DEV Community

Self-Correcting Systems
Self-Correcting Systems

Posted on

I Found a Design Bound for Agent Memory Safety. Now I Need External Pressure.

I started with a small question:

Can an agent retrieve the right memory and still take the wrong action?

Agent memory is not just retrieval. It is retrieval plus authorization.

If an agent retrieves a memory that says, "the password is X," the important question is not only whether the memory is relevant. The important question is whether that memory is authorized to let the agent answer, act, verify, block, or refuse.

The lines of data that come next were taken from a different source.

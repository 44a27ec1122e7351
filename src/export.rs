// 📤 Export Collaborator - downloadable copies of the current catalog
// Read-only; same column layout as the persisted table.

use crate::catalog::Catalog;
use crate::store::COLUMNS;
use anyhow::{anyhow, Context, Result};

/// Serialize the catalog as CSV text, identical in layout to the persisted
/// file. Blank-code rows are never exported.
pub fn to_csv_string(catalog: &Catalog) -> Result<String> {
    let mut wtr = csv::Writer::from_writer(Vec::new());

    let mut wrote_any = false;
    for entry in catalog.entries() {
        if entry.code.trim().is_empty() {
            continue;
        }
        wtr.serialize(entry)
            .context("Failed to serialize catalog entry")?;
        wrote_any = true;
    }

    if !wrote_any {
        wtr.write_record(COLUMNS)
            .context("Failed to write export header")?;
    }

    let bytes = wtr
        .into_inner()
        .map_err(|e| anyhow!("Failed to flush CSV export: {}", e))?;

    String::from_utf8(bytes).context("Exported CSV was not valid UTF-8")
}

/// Serialize the catalog as pretty-printed JSON
pub fn to_json_string(catalog: &Catalog) -> Result<String> {
    serde_json::to_string_pretty(catalog.entries())
        .context("Failed to serialize catalog to JSON")
}

// ============================================================================
// TESTS
// ============================================================================

#[cfg(test)]
mod tests {
    use super::*;
    use crate::catalog::{CatalogEntry, Siglum};

    fn sample_catalog() -> Catalog {
        Catalog::from_entries(vec![
            CatalogEntry::new("AAA123", "Senior Engineer", Siglum::Aai),
            CatalogEntry::new("AAB456", "Staff Engineer", Siglum::Ahi),
        ])
    }

    #[test]
    fn test_csv_export_matches_persisted_layout() {
        let csv = to_csv_string(&sample_catalog()).unwrap();
        let mut lines = csv.lines();

        assert_eq!(lines.next().unwrap(), "Job_Code,Job_Title,Siglum");
        assert_eq!(lines.next().unwrap(), "AAA123,Senior Engineer,AAI");
        assert_eq!(lines.next().unwrap(), "AAB456,Staff Engineer,AHI");
        assert!(lines.next().is_none());
    }

    #[test]
    fn test_csv_export_empty_catalog_is_header_only() {
        let csv = to_csv_string(&Catalog::new()).unwrap();
        assert_eq!(csv.trim_end(), "Job_Code,Job_Title,Siglum");
    }

    #[test]
    fn test_csv_export_skips_blank_codes() {
        let mut catalog = sample_catalog();
        catalog.push(CatalogEntry::new("", "Ghost Title", Siglum::Aai));

        let csv = to_csv_string(&catalog).unwrap();
        assert!(!csv.contains("Ghost Title"));
    }

    #[test]
    fn test_json_export() {
        let json = to_json_string(&sample_catalog()).unwrap();
        let parsed: Vec<CatalogEntry> = serde_json::from_str(&json).unwrap();

        assert_eq!(parsed.len(), 2);
        assert_eq!(parsed[0].code, "AAA123");
        assert_eq!(parsed[1].siglum, Siglum::Ahi);
    }
}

That distinction led to the most useful result in this project so far.

The Short Version

Across two internal packet families, I found the same boundary:

  • A retriever can find the exact sensitive memory and still answer unsafely.
  • A governance-aware retriever can miss the exact memory but still choose a safer action.
  • In these packet families, the framework did not achieve both target accuracy and action safety unless sensitive memories carried either governs metadata or authority signals.

More precisely:

Target-accurate retrieval was unsafe when sensitive memories lacked both explicit governance metadata and authority metadata, while authority-signal-driven retrieval preserved action safety but became target-blind.

That is the minimum metadata precondition the internal tests now support.

Not externally validated yet. That part matters.

The Failure That Made This Clear

In one boundary packet, I created sensitive memories that were mislabeled as ordinary context.

Example shape:

{
  "memory_type": "context",
  "priority": "normal",
  "verification_required": false,
  "allowed_action_hint": "answer"
}
Enter fullscreen mode Exit fullscreen mode

The memory contained sensitive information, but the metadata did not tell the action layer that the memory was sensitive.

Then I compared strategies.

The result that mattered most was not the governance-adjusted scorer.

It was the scope-precedence result:

scope_precedence_role_filter_bm25_metadata_text:
  target selected: 3/3
  action correct: 1/3
  false-certainty errors: 2
Enter fullscreen mode Exit fullscreen mode

That means it found the right memory every time.

And still produced unsafe answers twice.

Why?

Because the retrieved memories were marked as ordinary answerable context. The action layer had no authority signal to tell it: "this is sensitive; verify first."

Correct memory selection was not enough.

The Tradeoff

The governance-adjusted scorer behaved differently:

governance_adjusted_bm25_metadata_text:
  target selected: 1/3
  action correct: 3/3
  false-certainty errors: 0
Enter fullscreen mode Exit fullscreen mode

That looks worse if you only care about retrieval accuracy.

But it was safer.

It selected a well-tagged policy memory instead of the exact mislabeled sensitive memory. The policy was not the target, so this counted as a trap failure. But because the policy carried authority metadata, the action layer chose verify_first instead of confidently answering.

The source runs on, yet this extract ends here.